WHAT THE TASK REQUIRES
This exercise asks for the whole listing to be restated exactly.
:: INPUT MATERIAL ::
//! Cached entities: movies, critics and the review edges between them.
//!
//! Every entity is keyed by its canonical source URL. Display names are not
//! unique and are never used as keys.

use serde::{Deserialize, Serialize};

// ─── Movie ───────────────────────────────────────────────────────────────────

/// A movie summary as extracted from its source page.
///
/// Written whole: a later successful fetch for the same `url` replaces every
/// field.
#[derive(Debug, Clone, PartialEq, Serialize, Deserialize)]
pub struct Movie {
  /// Canonical source URL; the cache key.
  pub url:             String,
  pub name:            String,
  /// Critic aggregate, integer percentage.
  pub critic_score:    Option<u8>,
  /// Audience aggregate, integer percentage.
  pub audience_score:  Option<u8>,
  /// Genres in source order.
  pub genres:          Vec<String>,
  /// "No Room for Noobies" recalculated critic score. Reserved; never
  /// computed by the pipeline.
  pub noobless_score:  Option<f64>,
  /// "Hierarchy" recalculated critic score. Reserved; never computed by the
  /// pipeline.
  pub hierarchy_score: Option<f64>,
}

impl Movie {
  /// Genres joined for display, or `"N/A"` when there are none.
  pub fn genre_line(&self) -> String {
    if self.genres.is_empty() {
      "N/A".to_string()
    } else {
      self.genres.join(", ")
    }
  }
}

// ─── Critic ──────────────────────────────────────────────────────────────────

#[derive(Debug, Clone, PartialEq, Eq, Serialize, Deserialize)]
pub struct Critic {
  pub url:  String,
  pub name: String,
}

// ─── Sentiment ───────────────────────────────────────────────────────────────

/// The polarity a source attaches to a review.
#[derive(
  Debug, Clone, Copy, PartialEq, Eq, Default, Serialize, Deserialize,
)]
#[serde(rename_all = "lowercase")]
pub enum Sentiment {
  Positive,
  Negative,
  /// No marker could be resolved at parse time.
  #[default]
  Unknown,
}

impl Sentiment {
  /// Boolean projection used for storage. `Unknown` collapses to `false`.
  pub fn approved(self) -> bool { matches!(self, Self::Positive) }
}

// ─── Review ──────────────────────────────────────────────────────────────────

/// A critic's review of a movie. At most one per (movie, critic) pair; a later
/// write for the same pair replaces the earlier one.
#[derive(Debug, Clone, PartialEq, Eq, Serialize, Deserialize)]
pub struct Review {
  pub movie_url:  String,
  pub critic_url: String,
  pub sentiment:  Sentiment,
  pub excerpt:    Option<String>,
}

/// A stored review joined with its critic's display name.
#[derive(Debug, Clone, PartialEq, Eq, Serialize, Deserialize)]
pub struct ReviewListing {
  pub critic_url:  String,
  pub critic_name: String,
  pub approved:    bool,
  pub excerpt:     Option<String>,
}

#[cfg(test)]
mod tests {
  use super::*;

  #[test]
  fn unknown_sentiment_is_not_approved() {
    assert!(Sentiment::Positive.approved());
    assert!(!Sentiment::Negative.approved());
    assert!(!Sentiment::Unknown.approved());
  }

  #[test]
  fn genre_line_falls_back_to_na() {
    let mut movie = Movie {
      url:             "https://example.com/m/x".into(),
      name:            "X".into(),
      critic_score:    Some(50),
      audience_score:  None,
      genres:          vec![],
      noobless_score:  None,
      hierarchy_score: None,
    };
    assert_eq!(movie.genre_line(), "N/A");

    movie.genres = vec!["Drama".into(), "Romance".into()];
    assert_eq!(movie.genre_line(), "Drama, Romance");
  }
}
:::
RESULT FOR THIS EXERCISE
//! Cached entities: movies, critics and the review edges between them.
//!
//! Every entity is keyed by its canonical source URL. Display names are not
//! unique and are never used as keys.

use serde::{Deserialize, Serialize};

// ─── Movie ───────────────────────────────────────────────────────────────────

/// A movie summary as extracted from its source page.
///
/// Written whole: a later successful fetch for the same `url` replaces every
/// field.
#[derive(Debug, Clone, PartialEq, Serialize, Deserialize)]
pub struct Movie {
  /// Canonical source URL; the cache key.
  pub url:             String,
  pub name:            String,
  /// Critic aggregate, integer percentage.
  pub critic_score:    Option<u8>,
  /// Audience aggregate, integer percentage.
  pub audience_score:  Option<u8>,
  /// Genres in source order.
  pub genres:          Vec<String>,
  /// "No Room for Noobies" recalculated critic score. Reserved; never
  /// computed by the pipeline.
  pub noobless_score:  Option<f64>,
  /// "Hierarchy" recalculated critic score. Reserved; never computed by the
  /// pipeline.
  pub hierarchy_score: Option<f64>,
}

impl Movie {
  /// Genres joined for display, or `"N/A"` when there are none.
  pub fn genre_line(&self) -> String {
    if self.genres.is_empty() {
      "N/A".to_string()
    } else {
      self.genres.join(", ")
    }
  }
}

// ─── Critic ──────────────────────────────────────────────────────────────────

#[derive(Debug, Clone, PartialEq, Eq, Serialize, Deserialize)]
pub struct Critic {
  pub url:  String,
  pub name: String,
}

// ─── Sentiment ───────────────────────────────────────────────────────────────

/// The polarity a source attaches to a review.
#[derive(
  Debug, Clone, Copy, PartialEq, Eq, Default, Serialize, Deserialize,
)]
#[serde(rename_all = "lowercase")]
pub enum Sentiment {
  Positive,
  Negative,
  /// No marker could be resolved at parse time.
  #[default]
  Unknown,
}

impl Sentiment {
  /// Boolean projection used for storage. `Unknown` collapses to `false`.
  pub fn approved(self) -> bool { matches!(self, Self::Positive) }
}

// ─── Review ──────────────────────────────────────────────────────────────────

/// A critic's review of a movie. At most one per (movie, critic) pair; a later
/// write for the same pair replaces the earlier one.
#[derive(Debug, Clone, PartialEq, Eq, Serialize, Deserialize)]
pub struct Review {
  pub movie_url:  String,
  pub critic_url: String,
  pub sentiment:  Sentiment,
  pub excerpt:    Option<String>,
}

/// A stored review joined with its critic's display name.
#[derive(Debug, Clone, PartialEq, Eq, Serialize, Deserialize)]
pub struct ReviewListing {
  pub critic_url:  String,
  pub critic_name: String,
  pub approved:    bool,
  pub excerpt:     Option<String>,
}

#[cfg(test)]
mod tests {
  use super::*;

  #[test]
  fn unknown_sentiment_is_not_approved() {
    assert!(Sentiment::Positive.approved());
    assert!(!Sentiment::Negative.approved());
    assert!(!Sentiment::Unknown.approved());
  }

  #[test]
  fn genre_line_falls_back_to_na() {
    let mut movie = Movie {
      url:             "https://example.com/m/x".into(),
      name:            "X".into(),
      critic_score:    Some(50),
      audience_score:  None,
      genres:          vec![],
      noobless_score:  None,
      hierarchy_score: None,
    };
    assert_eq!(movie.genre_line(), "N/A");

    movie.genres = vec!["Drama".into(), "Romance".into()];
    assert_eq!(movie.genre_line(), "Drama, Romance");
  }
}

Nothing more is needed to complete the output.